On June 19, 2003, some four months after Mr. Vanderwerfs death, the FDA stated that it found "no evidence that Paxil is associated with an increased risk of suicidal thinking in adults." Extensive analyses of data from Paxil studies in adults and from postmarketing adverse event reports have revealed no increase in suicidal thoughts or suicide attempts compared to placebo. Exhibit 21 to Arning Declaration at 1; Exhibit 22 to Arning Declaration at 2.

In 2004, the year following Mr. Vanderwerf's death, the FDA asked GSK to reanalyze its adult Paxil data for suicidal behavior because of a 2004 finding of increased risk of suicidal behavior with antidepressant use by children.6 In March and April of 2006, GSK submitted to the FDA the results of its meta-analysis of Paxil placebo-controlled studies in adult patients with major depressive disorder ("MDD") and a similar meta-analysis of Paxil placebo-controlled studies in adult patients with non-MDD disorders.7 See Exhibit 36 to Arning Declaration. These analyses prompted GSK to consult with the FDA and to propose specific changes to Paxil labeling and warnings with respect to the risk of suicide.
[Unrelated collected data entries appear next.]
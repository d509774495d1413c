//! Deterministic fixture project generator for tests.
//!
//! Generates synthetic LaTeX projects with controlled characteristics:
//! chapter count, labels per chapter, bibliography size and filler prose.
//!
//! All output is deterministic (no randomness) so repeated runs see
//! byte-identical trees.

use std::fmt::Write;
use std::path::Path;
use std::time::SystemTime;
use tempfile::TempDir;

/// Configuration for generating a fixture project.
#[derive(Debug, Clone)]
pub struct FixtureConfig {
    pub chapter_count: usize,
    pub labels_per_chapter: usize,
    pub bib_entries: usize,
    pub extra_lines_per_chapter: usize,
}

const SURNAMES: &[&str] = &[
    "Knuth", "Lamport", "Dijkstra", "Hoare", "Liskov",
    "Hopper", "Ritchie", "Thompson", "Wirth", "Backus",
];

impl FixtureConfig {
    /// Small project: 3 chapters, 4 labels each, 10 bibliography entries.
    pub fn small() -> Self {
        Self {
            chapter_count: 3,
            labels_per_chapter: 4,
            bib_entries: 10,
            extra_lines_per_chapter: 5,
        }
    }
}

/// Content of chapter `index`
fn generate_chapter(index: usize, config: &FixtureConfig) -> String {
    let mut content = String::new();
    writeln!(content, "\\chapter{{Chapter {}}}", index).unwrap();
    for label_i in 0..config.labels_per_chapter {
        writeln!(content, "\\section{{Part {}}}\\label{{ch{}:sec{}}}", label_i, index, label_i).unwrap();
        if config.bib_entries > 0 {
            let cited = (index * config.labels_per_chapter + label_i) % config.bib_entries;
            writeln!(content, "As shown in \\cite{{ref{}}}, see \\ref{{ch{}:sec{}}}.", cited, index, label_i).unwrap();
        }
    }
    for line_i in 0..config.extra_lines_per_chapter {
        writeln!(content, "Filler sentence {} of chapter {}.", line_i, index).unwrap();
    }
    content
}

/// Content of the shared bibliography
fn generate_bibliography(config: &FixtureConfig) -> String {
    let mut content = String::from("@string{pub = \"Fixture Press\"}\n\n");
    for i in 0..config.bib_entries {
        let first = SURNAMES[i % SURNAMES.len()];
        let second = SURNAMES[(i + 3) % SURNAMES.len()];
        writeln!(content, "@book{{ref{},", i).unwrap();
        writeln!(content, "  title = {{Collected Notes on Topic Number {}}},", i).unwrap();
        writeln!(content, "  author = {{{}, A. and {}, B.}},", first, second).unwrap();
        writeln!(content, "  publisher = pub,").unwrap();
        writeln!(content, "  year = {}", 1970 + i % 50).unwrap();
        writeln!(content, "}}\n").unwrap();
    }
    content
}

/// Create a temporary fixture project from the given configuration.
///
/// Layout: `refs.bib` at the root and `chapters/chapter_<i>.tex` below it.
/// The directory is cleaned up when the `TempDir` is dropped.
pub fn create_fixture_project(config: &FixtureConfig) -> TempDir {
    let temp_dir = TempDir::new().expect("Failed to create temp directory for fixture project");
    write_fixture_project(temp_dir.path(), config);
    temp_dir
}

/// Write fixture files into an existing directory.
pub fn write_fixture_project(dir: &Path, config: &FixtureConfig) {
    let mut files = vec![(String::from("refs.bib"), generate_bibliography(config))];
    for i in 0..config.chapter_count {
        files.push((format!("chapters/chapter_{}.tex", i), generate_chapter(i, config)));
    }
    for (name, content) in &files {
        write_file(dir, name, content);
    }
}

/// Write `(relative path, content)` pairs under `dir`, creating parents.
pub fn write_files(dir: &Path, files: &[(&str, &str)]) {
    for (name, content) in files {
        write_file(dir, name, content);
    }
}

fn write_file(dir: &Path, name: &str, content: &str) {
    let path = dir.join(name);
    if let Some(parent) = path.parent() {
        std::fs::create_dir_all(parent)
            .unwrap_or_else(|e| panic!("Failed to create {}: {}", parent.display(), e));
    }
    std::fs::write(&path, content).unwrap_or_else(|e| panic!("Failed to write fixture file {}: {}", name, e));
}

/// Set a file's modification time.
pub fn set_mtime(path: &Path, mtime: SystemTime) {
    let file = std::fs::File::options()
        .write(true)
        .open(path)
        .unwrap_or_else(|e| panic!("Failed to open {}: {}", path.display(), e));
    file.set_modified(mtime)
        .unwrap_or_else(|e| panic!("Failed to set mtime of {}: {}", path.display(), e));
}

/// Remove every permission bit from `path`.
///
/// Returns false when the file is still readable afterwards (privileged
/// users bypass mode bits), in which case callers should skip their check.
#[cfg(unix)]
pub fn make_unreadable(path: &Path) -> bool {
    use std::os::unix::fs::PermissionsExt;
    std::fs::set_permissions(path, std::fs::Permissions::from_mode(0o000))
        .unwrap_or_else(|e| panic!("Failed to chmod {}: {}", path.display(), e));
    std::fs::read(path).is_err()
}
On April 27, 2006, GSK submitted a labeling supplement which proposed to include in the Paxil prescribing information the following statement in the warnings section on Clinical Worsening and Suicide Risk:

Young adults, especially those with MDD, may be at increased risk for suicidal behavior during treatment with paroxetine. An analysis of placebo-controlled trials of adults with psychiatric disorders showed a higher frequency of suicidal behavior in young adults (prospectively defined as aged 18-24 years) treated with paroxetine compared with placebo (17/776 [2.19%] versus 5/542 [0.92%] ), although this difference was not statistically significant. In the older age groups (aged 25-64 years and R65 years), no such increase was observed. In adults with MDD (all ages), there was a statistically significant increase in the frequency of suicidal behavior in patients treated with paroxetine compared With placebo (11/3,455 [0.32%] versus 1/1,978 [0.05%] ); all of the events were suicide attempts. However, the majority of these attempts for paroxetine (8 of 11) were in younger adults aged 18-30 years. These MDD data suggest that the higher frequency observed in the younger adult population across psychiatric disorders may extend beyond the age of 24.

Exhibit 38 to Arning Declaration.8

In May of 2006, GSK implemented these changes to Paxil prescribing information and issued a "Dear Healthcare Professional" ("DHCP") letter to inform prescribers of new data on Paxil. The letter disclosed a "possible increase in risk of suicidal behavior" in adults of all ages who took Paxil for major depressive disorder. In its entirety, the letter stated as follows:

GlaxoSmithKline (GSK) would like to advise you of important changes to the Clinical Worsening and Suicide Risk subsection of the WARNINGS section in the labels for PAXIL® (paroxetine HC1) and PAXIL CR® (paroxetine HC1 Controlled-Release Tablets). These labeling changes relate to your adult patients, particularly those who are younger adults....

Current prescribing information for paroxetine—and for all other antidepressants—contains information in the WARNINGS section (Clinical Worsening and Suicide Risk subsection) stating that "patients with MDD, both adult and pediatric, may experience worsening of their depression and/or the emergence of suicidal ideation and behavior (suicidality), whether or not they are taking antidepressant medications, and this risk may persist until significant remission occurs."

GSK has...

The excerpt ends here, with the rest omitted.